Illinois Power Co. v. City of Jacksonville

18 Ill. 2d 618 | Ill. | 1960

Mr. Justice Hershey

delivered the opinion of the court:

The Illinois Power Company commenced this action in the circuit court of Morgan County to enjoin the city of Jacksonville from carrying out a plan for the construetion of a transmission line from Springfield to Jacksonville over which electric power would be transmitted for the use of the municipal utility in Jacksonville. The complaint charged that the power thus transmitted would be used by Jacksonville to supply certain nonresident customers of that utility. The power would be purchased from a municipal utility operated by the city of Springfield.

The Power Company further charged that the Jacksonville utility was engaged in certain extra-territorial operations and that the proposed contract would further expand the extra-territorial aspects of the municipal utility operation. The Illinois Power Company is a public utility and as such is engaged in the business of furnishing electric light and power to Jacksonville and the environs of Morgan County.

The city of Springfield sought and was granted leave to intervene in the proceedings below and filed an answer and further defenses substantially the same as those of the defendant city of Jacksonville.

By its answer Jacksonville admitted the principal factual allegations of the complaint except the allegation that the power to be purchased from Springfield would be used to serve customers outside the corporate limits of Jacksonville. The answer further urged the existence of statutory authorization for the proposed contract and for the ordinances applicable thereto; that the power was needed for the reasonably anticipated needs of the Jacksonville municipal electric system; that the major portion of its electric power was and now is supplied to Jacksonville for its municipal uses and for the inhabitants of the city of Jacksonville.

Further answering an allegation in the complaint that the construction of the proposed transmission line would be the construction of a municipal utility and under the applicable statutory provisions would require a referendum of the voters of the city, the city of Jacksonville asserted that such construction as was proposed would be not the creation of a new municipal utility but only an extension of an existing utility not requiring a referendum vote.

Other matters were set out as separate defenses in the answers, including a charge of laches, estoppel and alleged “unclean hands.” The complaint, alleging that Jacksonville was not acting within the orbit of its lawful authority, asserts, basically, the illegality of the ordinances and the proposed contract, and does not charge the city with bad faith, fraud or capricious abuse of its powers.

The circuit court of Morgan County granted a motion of the two municipalities for summary judgment and dismissed the complaint for want of equity. This appeal is from that order and since the validity of a municipal ordinance is involved and the trial court has made the requisite certificates, this court has jurisdiction on direct appeal.
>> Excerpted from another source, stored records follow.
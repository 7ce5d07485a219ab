//! Command-line interface definitions.

use clap::{ColorChoice, Parser, Subcommand};
use std::net::IpAddr;
use std::path::PathBuf;

/// Darter static file server CLI
#[derive(Parser, Debug, Clone)]
#[command(version, about, long_about = None, arg_required_else_help = true)]
pub struct Cli {
    /// Control colored output (auto, always, never)
    #[arg(long, global = true, default_value = "auto")]
    pub color: ColorChoice,

    /// Enable debug output
    #[arg(short, long, global = true)]
    pub verbose: bool,

    /// subcommands
    #[command(subcommand)]
    pub command: Commands,
}

/// Available subcommands
#[derive(Subcommand, Debug, Clone)]
pub enum Commands {
    /// Serve a directory tree from memory
    #[command(visible_alias = "s")]
    Serve {
        /// Directory to serve
        #[arg(env = "PUBLIC_DIR", default_value = "public", value_hint = clap::ValueHint::DirPath)]
        dir: PathBuf,

        /// Network interface to bind (e.g., 127.0.0.1, 0.0.0.0)
        #[arg(short, long, default_value = "0.0.0.0")]
        interface: IpAddr,

        /// Port number to listen on
        #[arg(short, long, env = "PORT", default_value_t = 3000)]
        port: u16,

        /// Rebuild routes when files change on disk
        #[arg(short, long, env = "DEV_MODE")]
        dev: bool,

        /// Serve the root index for unmatched paths (client-side routing)
        #[arg(long, env = "SPA_MODE")]
        spa: bool,

        /// Environment variable prefix injected into HTML templates
        #[arg(long, env = "CONFIG_PREFIX", default_value = "VITE_")]
        config_prefix: String,

        /// Log each request
        #[arg(long, env = "LOG_REQUESTS")]
        log_requests: bool,
    },
}
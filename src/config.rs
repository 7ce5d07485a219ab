//! Resolved serve configuration.
//!
//! The CLI layer parses flags and environment fallbacks; this struct is
//! what the rest of the server consumes. Captured once at startup and
//! read-only afterwards.

use crate::compress::Levels;
use std::net::IpAddr;
use std::path::PathBuf;

/// Everything the server core needs to know.
#[derive(Debug, Clone)]
pub struct ServeConfig {
    /// Directory whose tree is served
    pub root: PathBuf,
    /// Network interface to bind
    pub interface: IpAddr,
    /// Base port (retried upwards when busy)
    pub port: u16,
    /// Serve the root index for unmatched paths
    pub spa: bool,
    /// Re-stat and rebuild routes on file modification
    pub dev: bool,
    /// Env var prefix copied into the template context
    pub config_prefix: String,
    /// Log each request
    pub log_requests: bool,
    /// Compression levels for precompressed variants
    pub levels: Levels,
}

impl ServeConfig {
    /// Minimal config for unit tests: serve `root`, everything else off.
    #[cfg(test)]
    pub fn for_tests(root: &std::path::Path) -> Self {
        Self {
            root: root.to_path_buf(),
            interface: IpAddr::V4(std::net::Ipv4Addr::LOCALHOST),
            port: 0,
            spa: false,
            dev: false,
            config_prefix: String::from("DARTER_TEST_NONE_"),
            log_requests: false,
            levels: Levels::default(),
        }
    }
}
The grant of authority to municipalities to acquire, construct, own and operate any public utility was first contained in an enactment of the legislature in 1913. That enactment authorized the ownership and operation of a public utility “the product or service of which, or a major portion thereof, is or is to be supplied to the city or its inhabitants, * * *.” (Laws of 1913, p. 455.) The original language remains substantially unchanged and was re-enacted in 1941 as section 49 — 1 of the Revised Cities and Villages Act. Ill. Rev. Stat. 1941, chap 24, par. 49—1.

In first considering the granted authority, this court, in Carr v. City of Athens, 304 Ill. 212, held that the city of Springfield could, by contract, sell the product of its public utility beyond its corporate limits. Thereafter, in the case of People v. City of Chicago, 349 Ill. 304, it was held that a city was not limited in the acquisition of a public utility to one whose physical properties were located wholly within the corporate limits of such municipality.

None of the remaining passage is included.